One of the major economic concerns about the COVID-19 pandemic has been the likely long-term scarring effects on economies from bankruptcies, a decline in investment, lower spending on research and development, a loss of skills, discouragement of workers, disruption to education, etc. The result would be a decline in potential output or, at best, a slower growth. These persistent effects are known as ‘hysteresis’ – an effect that persists after the original cause has disappeared.
In a speech by Dave Ramsden, the Bank of England’s Deputy Governor for Markets & Banking, he argued that, according to MPC estimates, the pandemic will have caused a loss of potential output of 1.75%. This shortfall may seem small at first sight, so does it matter? According to Ramsden:
The answer is definitely yes for two reasons. First, a 1¾% shortfall as a share of annual GDP for the UK … represents roughly £39 billion – for context, that’s about half of the education budget. And second, that 1¾% represents a permanent shortfall, or at least a very persistent one, on top of the impact of the immediate downturn. If you lose 1¾% of GDP every year for ten years, then in total you have lost 17.5% of one year’s GDP, or around £390bn in 2019 terms
However, as the IMF blog linked below argues, there may be positive supply-side effects which outweigh these scarring effects, causing a net rise in potential GDP growth. There are two possible reasons for this.
The first is that the pandemic may have hastened the process of digitalisation and automation. Examples include ‘video conferencing and file sharing applications to drones and data-mining technologies’. According to evidence from a sample of 15 countries cited in the blog, a 10% rise in such intangible capital investment is associated with about a 4½% rise in labour productivity. ‘As COVID-19 recedes, the firms which invested in intangible assets, such as digital technologies and patents may see higher productivity as a result.’

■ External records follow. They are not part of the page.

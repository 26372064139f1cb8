//! Day timeline and weekday model.
//!
//! A service day runs from a start offset to an end offset measured in
//! minutes from midnight. The end may pass midnight (e.g. 27:00 = 03:00 on
//! the following calendar day). The timeline is sampled in fixed ticks,
//! both for coverage accounting and for the construction simulation.
//!
//! # Time Model
//! All times are minutes relative to midnight of the service day.
//! Intervals are half-open: `[start, end)`.

use serde::{Deserialize, Serialize};

/// Minutes per hour.
pub const MINUTES_PER_HOUR: i64 = 60;

/// Minutes per calendar day.
pub const MINUTES_PER_DAY: i64 = 24 * MINUTES_PER_HOUR;

/// A time interval [start, end) in minutes from midnight.
#[derive(Debug, Clone, Copy, Serialize, Deserialize, PartialEq, Eq)]
pub struct TimeWindow {
    /// Interval start (minutes, inclusive).
    pub start_min: i64,
    /// Interval end (minutes, exclusive).
    pub end_min: i64,
}

impl TimeWindow {
    /// Creates a new time window.
    pub fn new(start_min: i64, end_min: i64) -> Self {
        Self { start_min, end_min }
    }

    /// Creates a window from whole hours, e.g. `from_hours(7, 9)`.
    pub fn from_hours(start_hour: i64, end_hour: i64) -> Self {
        Self::new(start_hour * MINUTES_PER_HOUR, end_hour * MINUTES_PER_HOUR)
    }

    /// Duration of this window (minutes).
    #[inline]
    pub fn duration_min(&self) -> i64 {
        self.end_min - self.start_min
    }

    /// Whether a minute falls within this window.
    #[inline]
    pub fn contains(&self, minute: i64) -> bool {
        minute >= self.start_min && minute < self.end_min
    }
}

/// Day of the week, Monday first.
#[derive(Debug, Clone, Copy, PartialEq, Eq, PartialOrd, Ord, Hash, Serialize, Deserialize)]
pub enum Weekday {
    Monday,
    Tuesday,
    Wednesday,
    Thursday,
    Friday,
    Saturday,
    Sunday,
}

impl Weekday {
    /// All weekdays in roster order.
    pub const ALL: [Weekday; 7] = [
        Weekday::Monday,
        Weekday::Tuesday,
        Weekday::Wednesday,
        Weekday::Thursday,
        Weekday::Friday,
        Weekday::Saturday,
        Weekday::Sunday,
    ];

    /// Number of days in the planning week.
    pub const COUNT: usize = 7;

    /// Zero-based position in the week (Monday = 0).
    #[inline]
    pub fn index(self) -> usize {
        self as usize
    }

    /// Weekday at a zero-based position, if in range.
    pub fn from_index(index: usize) -> Option<Self> {
        Self::ALL.get(index).copied()
    }

    /// Saturday and Sunday.
    #[inline]
    pub fn is_weekend(self) -> bool {
        matches!(self, Weekday::Saturday | Weekday::Sunday)
    }

    /// Short label ("Mon", "Tue", ...).
    pub fn label(self) -> &'static str {
        match self {
            Weekday::Monday => "Mon",
            Weekday::Tuesday => "Tue",
            Weekday::Wednesday => "Wed",
            Weekday::Thursday => "Thu",
            Weekday::Friday => "Fri",
            Weekday::Saturday => "Sat",
            Weekday::Sunday => "Sun",
        }
    }
}

impl std::fmt::Display for Weekday {
    fn fmt(&self, f: &mut std::fmt::Formatter<'_>) -> std::fmt::Result {
        f.write_str(self.label())
    }
}

/// The sampled service day.
///
/// Ticks are `start_min, start_min + tick_min, ...` strictly below
/// `end_min`. Anything outside `[start_min, end_min)` is not sampled.
#[derive(Debug, Clone, Copy, PartialEq, Eq, Serialize, Deserialize)]
pub struct DayHorizon {
    /// First minute of service (default 06:00).
    pub start_min: i64,
    /// End of service, exclusive (default 27:00).
    pub end_min: i64,
    /// Sampling step (default 5 minutes).
    pub tick_min: i64,
}

impl Default for DayHorizon {
    fn default() -> Self {
        Self {
            start_min: 6 * MINUTES_PER_HOUR,
            end_min: 27 * MINUTES_PER_HOUR,
            tick_min: 5,
        }
    }
}

impl DayHorizon {
    /// Creates a horizon.
    pub fn new(start_min: i64, end_min: i64, tick_min: i64) -> Self {
        Self {
            start_min,
            end_min,
            tick_min,
        }
    }

    /// Length of the service day (minutes).
    #[inline]
    pub fn duration_min(&self) -> i64 {
        self.end_min - self.start_min
    }

    /// Number of sampled ticks.
    pub fn tick_count(&self) -> usize {
        if self.tick_min <= 0 || self.end_min <= self.start_min {
            return 0;
        }
        ((self.duration_min() + self.tick_min - 1) / self.tick_min) as usize
    }

    /// Iterates the sampled ticks in order.
    pub fn ticks(&self) -> impl Iterator<Item = i64> {
        let start = self.start_min;
        let step = self.tick_min;
        (0..self.tick_count() as i64).map(move |i| start + i * step)
    }

    /// Tick index range `[first, last)` covered by an interval `[start, end)`.
    ///
    /// A tick `t` is covered iff `start <= t < end`. The interval is clipped
    /// to the horizon, so ranges never index outside the tick grid.
    pub fn tick_range(&self, start_min: i64, end_min: i64) -> std::ops::Range<usize> {
        let count = self.tick_count();
        if count == 0 {
            return 0..0;
        }
        let lo = start_min.max(self.start_min) - self.start_min;
        let hi = end_min.min(self.end_min) - self.start_min;
        if hi <= lo {
            return 0..0;
        }
        let first = div_ceil(lo, self.tick_min) as usize;
        let last = (div_ceil(hi, self.tick_min) as usize).min(count);
        first.min(last)..last
    }
}

fn div_ceil(value: i64, step: i64) -> i64 {
    (value + step - 1) / step
}

/// Formats minutes from midnight as a 24-hour clock, rolling past midnight.
///
/// ```
/// use u_roster::models::format_clock;
///
/// assert_eq!(format_clock(6 * 60), "06:00");
/// assert_eq!(format_clock(26 * 60 + 10), "02:10");
/// ```
pub fn format_clock(minute: i64) -> String {
    let minute = minute.rem_euclid(MINUTES_PER_DAY);
    format!(
        "{:02}:{:02}",
        minute / MINUTES_PER_HOUR,
        minute % MINUTES_PER_HOUR
    )
}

The second is a reallocation of workers and capital to more productive sectors. Firms in some sectors, such as leisure, hospitality and retail, have relatively low labour productivity. Many parts of these industries have declined during the pandemic, especially those with high labour intensity. At the same time, there has been a rise in employment in firms where output per worker is higher. Such sectors include e-commerce and those where remote working is possible. The greater the reallocation from low labour-productivity to high labour-productivity sectors, the more will overall labour productivity rise and hence the more will potential output increase.
The size of these two effects will depend to a large extent on expectations, incentives and government policy. The blog cites four types of policy that can help investment and reallocation.
- Improved insolvency and restructuring procedures to enable capital in failed firms to be reallocated to sectors with potential for growth.
- Promoting competition to enable the exit and entry of firms into expanding sectors and to prevent powerful firms from blocking the process.
- Refocusing policy from retaining labour in existing jobs to reskilling workers for new jobs, thereby improving labour mobility from declining to expanding sectors.
- Addressing financial bottlenecks, so as to ensure adequate access to financing for viable firms.
Whether there will be a net increase or decrease in productivity from the pandemic very much depends on the extent to which firms and workers are able and willing to take advantage of new opportunities and the extent to which government supports investment in and reallocation to high-productivity sectors.
Blogs, articles and speeches
- Getting Back to Growth
- The scarring effects of COVID-19 on the global economy
- The potential long-term economic effects of Covid
IMF Blog, Lone Engbo Christiansen, Ashique Habib, Margaux MacDonald and Davide Malacrino (10/6/21)
VoxEU, Natalia Martín Fuentes and Isabella Moder (5/2/21)
Bank and England speeches, Dave Ramsden (17/11/20)
Questions
- Can actual economic growth be greater than potential economic growth (a) in the short run; (b) in the long run?
- Give some example of scarring effects from the COVID-19 pandemic.
- What effects might short-term policies to tackle the recession caused by the pandemic have on longer-term potential economic growth?
- What practical policies could governments adopt to encourage the positive supply-side effects of the pandemic? To what extent would these policies have negative short-term effects?
- Why might (endogenous) financial crises result in larger and more persistent reductions in potential output than exogenous crises, such as a pandemic or a war?
- Distinguish between interventionist and market-orientated supply-side policies to encourage the reallocation of labour and capital to higher-productivity sectors.